Variable = AV[AV re:1 AV im:1]
Angular Frequency = $ omega
$ jfix_tol = 5.0e-9
$ jfix_max_iter = 1000
$ lin_tol = 1.0e-6
$ lin_max_iter = 8000
$ nonlin_tol = 1.0e-6
$ nonlin_max_iter = 1
Exec Solver = Always
Linear System Timing = True
Linear System Timing Cumulative = True
Solver Timing = True
Solver Timing Cumulative = True
Fix Input Current Density = Logical True
Stabilize = True
Optimize Bandwidth = True
Steady State Convergence Tolerance = $ nonlin_tol
JFix: Linear System Convergence Tolerance = $ jfix_tol
JFix: Linear System Max Iterations = $ jfix_max_iter
JFix: Linear System Abort Not Converged = False
JFix: Linear System Residual Output = 10
JFix: Linear System Solver = Iterative
JFix: Linear System Iterative Method = BiCGStabl
JFix: BiCGstabl polynomial degree = 4
JFix: Linear System Preconditioning = Diagonal !ILU2 only for nonparallel run !!!
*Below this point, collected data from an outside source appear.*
//! Drug interaction checking against a small static rule table.
//!
//! Both sides are matched as case-insensitive substrings, not drug names:
//! "Warfarin 5mg" matches the warfarin rule and "Ibuprofen 200" matches the
//! ibuprofen keyword. Multi-word keywords such as "st john's wort" only match
//! when typed with the same spelling.

use tracing::debug;

use healix_contracts::interaction::{InteractionHit, InteractionReport, InteractionSeverity};

/// A base drug and the substances known to interact with it.
#[derive(Debug, Clone, Copy, PartialEq, Eq)]
pub struct InteractionRule {
    pub base_drug: &'static str,
    pub interacts_with: &'static [&'static str],
    pub severity: InteractionSeverity,
}

/// Footer appended to every interaction summary.
pub const DISCLAIMER: &str = "_Disclaimer: Consult a doctor or pharmacist._";

pub static INTERACTION_RULES: &[InteractionRule] = &[
    InteractionRule {
        base_drug: "warfarin",
        interacts_with: &["aspirin", "ibuprofen", "naproxen"],
        severity: InteractionSeverity::Moderate,
    },
    InteractionRule {
        base_drug: "metformin",
        interacts_with: &["alcohol"],
        severity: InteractionSeverity::Moderate,
    },
    InteractionRule {
        base_drug: "lisinopril",
        interacts_with: &["potassium"],
        severity: InteractionSeverity::Moderate,
    },
    InteractionRule {
        base_drug: "simvastatin",
        interacts_with: &["grapefruit"],
        severity: InteractionSeverity::Moderate,
    },
    InteractionRule {
        base_drug: "amlodipine",
        interacts_with: &["grapefruit"],
        severity: InteractionSeverity::Moderate,
    },
    InteractionRule {
        base_drug: "levothyroxine",
        interacts_with: &["calcium", "iron"],
        severity: InteractionSeverity::Moderate,
    },
    InteractionRule {
        base_drug: "sertraline",
        interacts_with: &["tramadol", "st john's wort"],
        severity: InteractionSeverity::Moderate,
    },
    InteractionRule {
        base_drug: "escitalopram",
        interacts_with: &["tramadol", "st john's wort"],
        severity: InteractionSeverity::Moderate,
    },
];

/// Check `new_med` against every medication in `current_meds`.
///
/// Never fails. An empty list or an unknown drug yields a "Safe" report.
pub fn check_interactions<S: AsRef<str>>(current_meds: &[S], new_med: &str) -> InteractionReport {
    let current: Vec<String> = current_meds.iter().map(|m| m.as_ref().to_lowercase()).collect();
    let new_lower = new_med.to_lowercase();

    let mut interactions = Vec::new();
    for rule in INTERACTION_RULES {
        if !current.iter().any(|m| m.contains(rule.base_drug)) {
            continue;
        }
        for substance in rule.interacts_with {
            if new_lower.contains(substance) {
                interactions.push(InteractionHit {
                    severity: rule.severity,
                    drug: rule.base_drug.to_string(),
                    with: new_med.to_string(),
                    substance: substance.to_string(),
                    message: format!(
                        "{} may interact with {}-containing products",
                        rule.base_drug, substance
                    ),
                });
            }
        }
    }

    let has_critical = interactions.iter().any(|i| i.severity == InteractionSeverity::Critical);
    debug!(new_med, hits = interactions.len(), has_critical, "interaction check complete");

    let summary = summarize(&interactions);
    InteractionReport { interactions, has_critical, summary }
}

fn summarize(interactions: &[InteractionHit]) -> String {
    let mut out = String::new();
    if interactions.is_empty() {
        out.push_str("STATUS: Safe\n\nDETAILS:\n");
        out.push_str("- No known interactions found\n\n");
        out.push_str("RECOMMENDATION: Always inform your doctor about all medications.\n");
    } else {
        out.push_str("STATUS: Caution\n\nDETAILS:\n");
        for hit in interactions {
            out.push_str(&format!("- {}\n", hit.message));
        }
        out.push_str("\nRECOMMENDATION: Consult pharmacist before combining.\n");
    }
    out.push('\n');
    out.push_str(DISCLAIMER);
    out
}
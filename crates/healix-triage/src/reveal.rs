//! Typewriter-style presentation of a finished reply.
//!
//! `Reveal` yields increasingly complete prefixes of a text and always ends
//! with the full text unless cancelled. Once it returns `None` it stays
//! exhausted, so a cancelled reveal cannot be resumed.

use std::{
    sync::{
        atomic::{AtomicBool, Ordering},
        Arc,
    },
    thread,
    time::Duration,
};

use tracing::trace;

/// How a reply is split into frames.
#[derive(Debug, Clone, Copy, PartialEq, Eq)]
pub enum RevealMode {
    /// One frame per word; each frame ends just before a space.
    Words,
    /// Fixed-size chunks of this many characters.
    Chars(usize),
}

impl Default for RevealMode {
    fn default() -> Self {
        RevealMode::Chars(20)
    }
}

/// Cancels the `Reveal`s sharing it, from any thread.
#[derive(Debug, Clone, Default)]
pub struct RevealHandle {
    cancelled: Arc<AtomicBool>,
}

impl RevealHandle {
    pub fn new() -> Self {
        Self::default()
    }

    pub fn cancel(&self) {
        self.cancelled.store(true, Ordering::SeqCst);
    }

    pub fn is_cancelled(&self) -> bool {
        self.cancelled.load(Ordering::SeqCst)
    }

    /// Re-arm the handle so later reveals run again.
    pub fn reset(&self) {
        self.cancelled.store(false, Ordering::SeqCst);
    }
}

#[derive(Debug)]
pub struct Reveal {
    text: String,
    /// Byte offsets of frame ends, strictly increasing, last == text.len().
    ends: Vec<usize>,
    next: usize,
    cancelled: Arc<AtomicBool>,
}

impl Reveal {
    pub fn new(text: impl Into<String>, mode: RevealMode) -> Self {
        Self::with_handle(text, mode, &RevealHandle::new())
    }

    /// Build a reveal that `handle` can cancel.
    pub fn with_handle(text: impl Into<String>, mode: RevealMode, handle: &RevealHandle) -> Self {
        let text = text.into();
        let ends = frame_ends(&text, mode);
        Self { text, ends, next: 0, cancelled: Arc::clone(&handle.cancelled) }
    }

    pub fn handle(&self) -> RevealHandle {
        RevealHandle { cancelled: Arc::clone(&self.cancelled) }
    }

    /// Number of frames still to come, ignoring cancellation.
    pub fn remaining(&self) -> usize {
        self.ends.len() - self.next
    }

    /// Drive the reveal to completion, sleeping `delay` between frames.
    ///
    /// Returns `true` if the full text was delivered and `false` if the
    /// reveal was cancelled first.
    pub fn play(mut self, delay: Duration, mut sink: impl FnMut(&str)) -> bool {
        let total = self.ends.len();
        let mut delivered = 0;
        while let Some(frame) = self.next() {
            sink(&frame);
            delivered += 1;
            if delivered < total && !delay.is_zero() {
                thread::sleep(delay);
            }
        }
        let completed = delivered == total;
        trace!(delivered, total, completed, "reveal finished");
        completed
    }
}

impl Iterator for Reveal {
    type Item = String;

    fn next(&mut self) -> Option<String> {
        if self.cancelled.load(Ordering::SeqCst) {
            self.next = self.ends.len();
            return None;
        }
        let end = *self.ends.get(self.next)?;
        self.next += 1;
        Some(self.text[..end].to_string())
    }
}

impl std::iter::FusedIterator for Reveal {}

fn frame_ends(text: &str, mode: RevealMode) -> Vec<usize> {
    let mut ends: Vec<usize> = match mode {
        RevealMode::Words => text
            .char_indices()
            .filter(|&(i, c)| c == ' ' && i > 0)
            .map(|(i, _)| i)
            .collect(),
        RevealMode::Chars(n) => {
            let n = n.max(1);
            text.char_indices()
                .map(|(i, _)| i)
                .skip(n)
                .step_by(n)
                .collect()
        }
    };
    ends.dedup();
    if ends.last() != Some(&text.len()) || text.is_empty() {
        ends.push(text.len());
    }
    ends
}
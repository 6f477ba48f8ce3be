mod dto;
pub mod handlers;
pub mod store;

use crate::state::AppState;
use axum::Router;

pub fn router() -> Router<AppState> {
    Router::new()
        .merge(handlers::read_routes())
        .merge(handlers::write_routes())
}
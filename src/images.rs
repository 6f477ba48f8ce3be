use std::collections::HashMap;
use std::sync::RwLock;

use axum::{
    async_trait,
    extract::{Path, State},
    http::{header, HeaderMap},
    response::{IntoResponse, Response},
    routing::get,
    Router,
};
use bytes::Bytes;
use tracing::instrument;
use uuid::Uuid;

use crate::error::AppError;
use crate::state::AppState;

/// Where uploaded meal images live. Durable object storage would plug in
/// behind this trait; the shipped implementation keeps everything in memory.
#[async_trait]
pub trait ImageStore: Send + Sync {
    /// Stores the image and returns the URL to reference it by.
    async fn put(&self, body: Bytes, content_type: &str) -> anyhow::Result<String>;
    async fn get(&self, key: Uuid) -> anyhow::Result<Option<(Bytes, String)>>;
}

pub struct MemoryImages {
    objects: RwLock<HashMap<Uuid, (Bytes, String)>>,
    base_url: String,
}

impl MemoryImages {
    pub fn new(base_url: &str) -> Self {
        Self {
            objects: RwLock::new(HashMap::new()),
            base_url: base_url.trim_end_matches('/').to_string(),
        }
    }
}

#[async_trait]
impl ImageStore for MemoryImages {
    async fn put(&self, body: Bytes, content_type: &str) -> anyhow::Result<String> {
        let key = Uuid::new_v4();
        let mut objects = self
            .objects
            .write()
            .map_err(|_| anyhow::anyhow!("image store lock poisoned"))?;
        objects.insert(key, (body, content_type.to_string()));
        Ok(format!("{}/{}", self.base_url, key))
    }

    async fn get(&self, key: Uuid) -> anyhow::Result<Option<(Bytes, String)>> {
        let objects = self
            .objects
            .read()
            .map_err(|_| anyhow::anyhow!("image store lock poisoned"))?;
        Ok(objects.get(&key).cloned())
    }
}

pub fn router() -> Router<AppState> {
    Router::new().route("/images/:id", get(get_image))
}

#[instrument(skip(state))]
async fn get_image(
    State(state): State<AppState>,
    Path(id): Path<Uuid>,
) -> Result<Response, AppError> {
    let (body, content_type) = state
        .images
        .get(id)
        .await?
        .ok_or_else(|| AppError::NotFound(format!("image {id} not found")))?;
    let mut headers = HeaderMap::new();
    headers.insert(
        header::CONTENT_TYPE,
        content_type
            .parse()
            .map_err(|_| AppError::BadRequest("stored content type is not a valid header".into()))?,
    );
    Ok((headers, body).into_response())
}
//! Per-session state. Every browser session owns an independent meal store
//! and auth flags; nothing is shared across sessions and nothing survives the
//! process. Handlers reach their session through [`SessionManager::with`],
//! keyed by the token minted at `POST /session`.

use std::collections::HashMap;
use std::sync::{Arc, Mutex, RwLock};

use axum::{
    async_trait,
    extract::{FromRequestParts, State},
    http::request::Parts,
    routing::post,
    Json, Router,
};
use serde::Serialize;
use time::OffsetDateTime;
use uuid::Uuid;

use crate::error::AppError;
use crate::meals::store::MealStore;
use crate::state::AppState;

pub const SESSION_HEADER: &str = "x-session-token";

/// Auth flags scoped to one session, read by the sidebar and profile.
#[derive(Debug, Clone, Default)]
pub struct AuthState {
    pub authenticated: bool,
    pub username: Option<String>,
    pub user_id: Option<Uuid>,
}

#[derive(Debug)]
pub struct Session {
    pub meals: MealStore,
    pub auth: AuthState,
    pub created_at: OffsetDateTime,
}

impl Session {
    fn new() -> Self {
        Self {
            meals: MealStore::new(),
            auth: AuthState::default(),
            created_at: OffsetDateTime::now_utc(),
        }
    }
}

#[derive(Default)]
pub struct SessionManager {
    sessions: RwLock<HashMap<Uuid, Arc<Mutex<Session>>>>,
}

impl SessionManager {
    pub fn new() -> Self {
        Self::default()
    }

    pub fn create(&self) -> Result<(Uuid, OffsetDateTime), AppError> {
        let token = Uuid::new_v4();
        let session = Session::new();
        let created_at = session.created_at;
        let mut sessions = self.sessions.write().map_err(|_| lock_poisoned())?;
        sessions.insert(token, Arc::new(Mutex::new(session)));
        Ok((token, created_at))
    }

    pub fn contains(&self, token: Uuid) -> bool {
        self.sessions
            .read()
            .map(|s| s.contains_key(&token))
            .unwrap_or(false)
    }

    /// Runs `f` with exclusive access to the session behind `token`.
    pub fn with<R>(
        &self,
        token: Uuid,
        f: impl FnOnce(&mut Session) -> R,
    ) -> Result<R, AppError> {
        let handle = {
            let sessions = self.sessions.read().map_err(|_| lock_poisoned())?;
            sessions.get(&token).cloned()
        };
        let handle = handle.ok_or_else(unknown_session)?;
        let mut session = handle.lock().map_err(|_| lock_poisoned())?;
        Ok(f(&mut session))
    }
}

fn lock_poisoned() -> AppError {
    AppError::Internal(anyhow::anyhow!("session lock poisoned"))
}

fn unknown_session() -> AppError {
    AppError::Unauthorized("unknown or expired session".into())
}

/// Extracts and validates the session token from the request headers.
#[derive(Debug)]
pub struct SessionToken(pub Uuid);

#[async_trait]
impl FromRequestParts<AppState> for SessionToken {
    type Rejection = AppError;

    async fn from_request_parts(
        parts: &mut Parts,
        state: &AppState,
    ) -> Result<Self, Self::Rejection> {
        let raw = parts
            .headers
            .get(SESSION_HEADER)
            .and_then(|h| h.to_str().ok())
            .ok_or_else(|| {
                AppError::Unauthorized(format!("missing {SESSION_HEADER} header"))
            })?;

        let token = Uuid::parse_str(raw)
            .map_err(|_| AppError::Unauthorized("malformed session token".into()))?;

        if !state.sessions.contains(token) {
            return Err(unknown_session());
        }

        Ok(SessionToken(token))
    }
}

#[derive(Debug, Serialize)]
pub struct SessionCreated {
    pub token: Uuid,
    #[serde(with = "time::serde::rfc3339")]
    pub created_at: OffsetDateTime,
}

pub fn router() -> Router<AppState> {
    Router::new().route("/session", post(create_session))
}

#[tracing::instrument(skip(state))]
async fn create_session(
    State(state): State<AppState>,
) -> Result<Json<SessionCreated>, AppError> {
    let (token, created_at) = state.sessions.create()?;
    tracing::debug!(%token, "session created");
    Ok(Json(SessionCreated { token, created_at }))
}
//! Session-scoped login state. Real credential checking lives elsewhere;
//! these handlers only flip the flags the sidebar and profile read.

use axum::{extract::State, routing::post, Json, Router};
use serde::{Deserialize, Serialize};
use tracing::instrument;
use uuid::Uuid;

use crate::error::AppError;
use crate::session::{AuthState, SessionToken};
use crate::state::AppState;

#[derive(Debug, Deserialize)]
pub struct LoginRequest {
    pub username: String,
}

#[derive(Debug, Serialize)]
pub struct AuthStatus {
    pub authenticated: bool,
    #[serde(skip_serializing_if = "Option::is_none")]
    pub username: Option<String>,
    #[serde(skip_serializing_if = "Option::is_none")]
    pub user_id: Option<Uuid>,
}

impl From<AuthState> for AuthStatus {
    fn from(auth: AuthState) -> Self {
        Self {
            authenticated: auth.authenticated,
            username: auth.username,
            user_id: auth.user_id,
        }
    }
}

pub fn router() -> Router<AppState> {
    Router::new()
        .route("/auth/login", post(login))
        .route("/auth/logout", post(logout))
}

#[instrument(skip(state, body))]
async fn login(
    State(state): State<AppState>,
    SessionToken(token): SessionToken,
    Json(body): Json<LoginRequest>,
) -> Result<Json<AuthStatus>, AppError> {
    if body.username.trim().is_empty() {
        return Err(AppError::BadRequest("username must not be empty".into()));
    }
    let auth = state.sessions.with(token, move |s| {
        s.auth.authenticated = true;
        s.auth.username = Some(body.username);
        s.auth.user_id.get_or_insert_with(Uuid::new_v4);
        s.auth.clone()
    })?;
    tracing::debug!(username = auth.username.as_deref(), "logged in");
    Ok(Json(auth.into()))
}

#[instrument(skip(state))]
async fn logout(
    State(state): State<AppState>,
    SessionToken(token): SessionToken,
) -> Result<Json<AuthStatus>, AppError> {
    let auth = state.sessions.with(token, |s| {
        s.auth = AuthState::default();
        s.auth.clone()
    })?;
    Ok(Json(auth.into()))
}
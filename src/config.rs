#[derive(Debug, Clone)]
pub struct AppConfig {
    pub host: String,
    pub port: u16,
    /// Image URL stored on meals posted without an upload.
    pub placeholder_image_url: String,
    /// Prefix for URLs handed out by the in-memory image store.
    pub image_base_url: String,
}

impl AppConfig {
    pub fn from_env() -> anyhow::Result<Self> {
        let host = std::env::var("APP_HOST").unwrap_or_else(|_| "0.0.0.0".into());
        let port = std::env::var("APP_PORT")
            .ok()
            .and_then(|v| v.parse::<u16>().ok())
            .unwrap_or(8080);
        let placeholder_image_url = std::env::var("PLACEHOLDER_IMAGE_URL")
            .unwrap_or_else(|_| "https://api.placeholder.com/400/300".into());
        let image_base_url =
            std::env::var("IMAGE_BASE_URL").unwrap_or_else(|_| "/api/v1/images".into());
        Ok(Self {
            host,
            port,
            placeholder_image_url,
            image_base_url,
        })
    }
}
JFix: Linear System ILUT Tolerance = 1.0e-4
JFix: Linear System Precondition Recompute = 1
Linear System Symmetric = Logical True
Linear System Convergence Tolerance = $ lin_tol
Linear System Max Iterations = $ lin_max_iter
Linear System Abort Not Converged = False
Linear System Residual Output = 1
Linear System Solver = Iterative
Linear System Iterative Method = BiCGstabl
BiCGstabl polynomial degree = 4
Linear System Preconditioning = Diagonal ! Only None or Diagonal preconditioning
Linear System Precondition Recompute = 1
Nonlinear System Convergence Tolerance = $ nonlin_tol
Nonlinear System Max Iterations = $ nonlin_max_iter
Newton-Raphson Iteration = Logical True
End
Code: Select all
Solver $solver_MagField
Equation = "MgDynPost"
Procedure = "MagnetoDynamics" "MagnetoDynamicsCalcFields"
Potential Variable = String "AV"
Exec Solver = Always
Angular Frequency = $omega
Show Angular Frequency = Logical True
Linear System Timing = True
Linear System Timing Cumulative = True
Solver Timing = True
Solver Timing Cumulative = True
Calculate Magnetic Field Strength = Logical True
Calculate Electric Field = Logical True
Calculate Current Density = Logical True
Calculate JxB = Logical True
Stabilize = True
Optimize Bandwidth = True
Steady State Convergence Tolerance = 1.0e-7
Linear System Symmetric = Logical True
Linear System Convergence Tolerance = 1.0e-9
Linear System Max Iterations = 10
Linear System Abort Not Converged = False
Linear System Residual Output = 1
Linear System Solver = Iterative
Linear System Iterative Method = CG
BiCGstabl polynomial degree = 2
Linear System Preconditioning = Diagonal
Linear System Precondition Recompute = 1
Nonlinear System Convergence Tolerance = 1.0e-7
Nonlinear System Max Iterations = 10
Nonlinear System Relaxation Factor = 1
End
Re: Elmer Magnetics 3D comparison with 2D Axisymmetric Lumpy
It seems that the mesh includes hexahedral and prism elements so using "Use piola transform = logical true" inside Solver $solver_AV -- End block might help. This will enrich the edge element basis to a "more complete" one.